▶ _EXERCISE_
Return only the number of lines in the material below holding the string "VecType".

▶ _DATA TO EXAMINE_
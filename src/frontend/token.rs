//! Token definitions for the Rust-subset lexer

/// A token produced by the lexer.
///
/// `line`/`column` are 1-based. `literal` holds the processed value for
/// number/string/char tokens; for `Error` tokens it carries the lexical
/// diagnostic message.
#[derive(Debug, Clone, PartialEq)]
pub struct Token {
    pub kind: TokenKind,
    pub raw_text: String,
    pub literal: Option<TokenValue>,
    pub line: u32,
    pub column: u32,
}

impl Token {
    pub fn new(
        kind: TokenKind,
        raw_text: impl Into<String>,
        literal: Option<TokenValue>,
        line: u32,
        column: u32,
    ) -> Self {
        Self {
            kind,
            raw_text: raw_text.into(),
            literal,
            line,
            column,
        }
    }

    pub fn eof(line: u32, column: u32) -> Self {
        Self::new(TokenKind::Eof, "", None, line, column)
    }

    /// An error token carrying a lexical diagnostic message
    pub fn error(message: impl Into<String>, raw_text: impl Into<String>, line: u32, column: u32) -> Self {
        Self::new(
            TokenKind::Error,
            raw_text,
            Some(TokenValue::Str(message.into())),
            line,
            column,
        )
    }
}

/// Processed literal value carried by a token
#[derive(Debug, Clone, PartialEq)]
pub enum TokenValue {
    Int(i32),
    Float(f64),
    Str(String),
    Char(char),
}

impl std::fmt::Display for TokenValue {
    fn fmt(&self, f: &mut std::fmt::Formatter<'_>) -> std::fmt::Result {
        match self {
            TokenValue::Int(v) => write!(f, "{}", v),
            TokenValue::Float(v) => write!(f, "{}", v),
            TokenValue::Str(v) => write!(f, "{}", v),
            TokenValue::Char(v) => write!(f, "{}", v),
        }
    }
}

/// Token kinds
#[derive(Debug, Clone, Copy, PartialEq, Eq)]
pub enum TokenKind {
    // ============ Keywords ============
    /// fn
    Fn,
    /// let
    Let,
    /// mut
    Mut,
    /// return
    Return,
    /// const
    Const,
    /// static
    Static,
    /// if
    If,
    /// else
    Else,
    /// while
    While,
    /// for
    For,
    /// in
    In,
    /// loop
    Loop,
    /// break
    Break,
    /// continue
    Continue,
    /// struct
    Struct,
    /// enum
    Enum,
    /// trait
    Trait,
    /// impl
    Impl,
    /// mod
    Mod,
    /// use
    Use,
    /// pub
    Pub,
    /// where
    Where,
    /// self
    SelfValue,
    /// Self
    SelfType,
    /// true
    True,
    /// false
    False,
    /// input (keyboard read)
    Input,

    // ============ Type keywords ============
    I32,
    I64,
    U32,
    U64,
    F32,
    F64,
    BoolType,
    CharType,
    /// str
    StrType,
    /// String
    StringType,
    /// Box
    BoxType,
    /// Vec
    VecType,
    /// Option
    OptionType,
    /// Some
    SomeValue,
    /// None
    NoneValue,

    // ============ Identifiers and literals ============
    /// Identifier (variable, function, struct name)
    Ident,
    /// Integer literal (i32)
    Number,
    /// Floating-point literal (f64)
    Float,
    /// String literal
    Str,
    /// Character literal
    CharLit,

    // ============ Operators ============
    /// +
    Plus,
    /// -
    Minus,
    /// *
    Star,
    /// /
    Slash,
    /// %
    Percent,
    /// =
    Equals,
    /// ==
    EqEq,
    /// !=
    NotEq,
    /// <
    Lt,
    /// <=
    Le,
    /// >
    Gt,
    /// >=
    Ge,
    /// &&
    AndAnd,
    /// ||
    OrOr,
    /// !
    Not,
    /// +=
    PlusEq,
    /// -=
    MinusEq,
    /// *=
    StarEq,
    /// /=
    SlashEq,
    /// ->
    Arrow,
    /// ..
    DotDot,
    /// .
    Dot,
    /// &
    Amp,

    // ============ Delimiters ============
    /// (
    LParen,
    /// )
    RParen,
    /// {
    LBrace,
    /// }
    RBrace,
    /// [
    LBracket,
    /// ]
    RBracket,
    /// ,
    Comma,
    /// :
    Colon,
    /// ;
    Semicolon,

    // ============ Macro calls ============
    /// println! / print! / eprintln! / eprint!
    MacroPrint,
    /// vec!
    MacroVec,

    // ============ Special ============
    /// Lexical error; the token's literal holds the message
    Error,
    /// End of input
    Eof,
}

impl TokenKind {
    /// Try to convert an identifier run to a keyword
    pub fn keyword_from_str(s: &str) -> Option<TokenKind> {
        match s {
            "fn" => Some(TokenKind::Fn),
            "let" => Some(TokenKind::Let),
            "mut" => Some(TokenKind::Mut),
            "return" => Some(TokenKind::Return),
            "const" => Some(TokenKind::Const),
            "static" => Some(TokenKind::Static),
            "if" => Some(TokenKind::If),
            "else" => Some(TokenKind::Else),
            "while" => Some(TokenKind::While),
            "for" => Some(TokenKind::For),
            "in" => Some(TokenKind::In),
            "loop" => Some(TokenKind::Loop),
            "break" => Some(TokenKind::Break),
            "continue" => Some(TokenKind::Continue),
            "struct" => Some(TokenKind::Struct),
            "enum" => Some(TokenKind::Enum),
            "trait" => Some(TokenKind::Trait),
            "impl" => Some(TokenKind::Impl),
            "mod" => Some(TokenKind::Mod),
            "use" => Some(TokenKind::Use),
            "pub" => Some(TokenKind::Pub),
            "where" => Some(TokenKind::Where),
            "self" => Some(TokenKind::SelfValue),
            "Self" => Some(TokenKind::SelfType),
            "true" => Some(TokenKind::True),
            "false" => Some(TokenKind::False),
            "input" => Some(TokenKind::Input),
            "i32" => Some(TokenKind::I32),
            "i64" => Some(TokenKind::I64),
            "u32" => Some(TokenKind::U32),
            "u64" => Some(TokenKind::U64),
            "f32" => Some(TokenKind::F32),
            "f64" => Some(TokenKind::F64),
            "bool" => Some(TokenKind::BoolType),
            "char" => Some(TokenKind::CharType),
            "str" => Some(TokenKind::StrType),
            "String" => Some(TokenKind::StringType),
            "Box" => Some(TokenKind::BoxType),
            "Vec" => Some(TokenKind::VecType),
            "Option" => Some(TokenKind::OptionType),
            "Some" => Some(TokenKind::SomeValue),
            "None" => Some(TokenKind::NoneValue),
            _ => None,
        }
    }

    /// Binding power of a binary operator, lowest to highest.
    /// Returns None if the token is not a binary operator.
    pub fn binary_binding_power(&self) -> Option<u8> {
        match self {
            // Logical OR (lowest)
            TokenKind::OrOr => Some(1),

            // Logical AND
            TokenKind::AndAnd => Some(2),

            // Comparison (all equal precedence)
            TokenKind::EqEq
            | TokenKind::NotEq
            | TokenKind::Lt
            | TokenKind::Le
            | TokenKind::Gt
            | TokenKind::Ge => Some(3),

            // Range
            TokenKind::DotDot => Some(4),

            // Additive
            TokenKind::Plus | TokenKind::Minus => Some(5),

            // Multiplicative (highest for binary)
            TokenKind::Star | TokenKind::Slash | TokenKind::Percent => Some(6),

            _ => None,
        }
    }

    /// Check if this token starts a top-level item
    pub fn starts_item(&self) -> bool {
        matches!(
            self,
            TokenKind::Fn
                | TokenKind::Struct
                | TokenKind::Enum
                | TokenKind::Trait
                | TokenKind::Impl
                | TokenKind::Const
                | TokenKind::Static
        )
    }
}
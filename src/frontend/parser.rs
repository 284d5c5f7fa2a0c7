//! Parser for the Rust subset.
//!
//! Recursive descent with binding powers for expressions. The parser
//! never fails hard on malformed input: each unexpected token (or an
//! unexpected end of input) is recorded as a diagnostic and the driver
//! resynchronizes — inside a block it skips past the next `;`, at the
//! top level it skips to the next item-starting keyword. The tree is
//! absent only when no top-level item could be completed.

use crate::frontend::ast::*;
use crate::frontend::lexer::Lexer;
use crate::frontend::token::{Token, TokenKind, TokenValue};
use crate::types::Ty;
use crate::utils::{Result, SyntaxError};

/// Parse source text into a syntax tree plus an ordered diagnostic list
pub fn parse(source: &str) -> (Option<Program>, Vec<SyntaxError>) {
    let tokens = Lexer::new(source).tokenize();
    Parser::new(tokens).parse_program()
}

/// The parser state. One instance per `parse` call.
pub struct Parser {
    tokens: Vec<Token>,
    pos: usize,
    errors: Vec<SyntaxError>,
    /// `Name {}` is only a struct-init where a brace cannot open a block;
    /// cleared while parsing `if`/`while` conditions and `for` iterables
    allow_struct_init: bool,
}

▶ _TASK RESULT_
2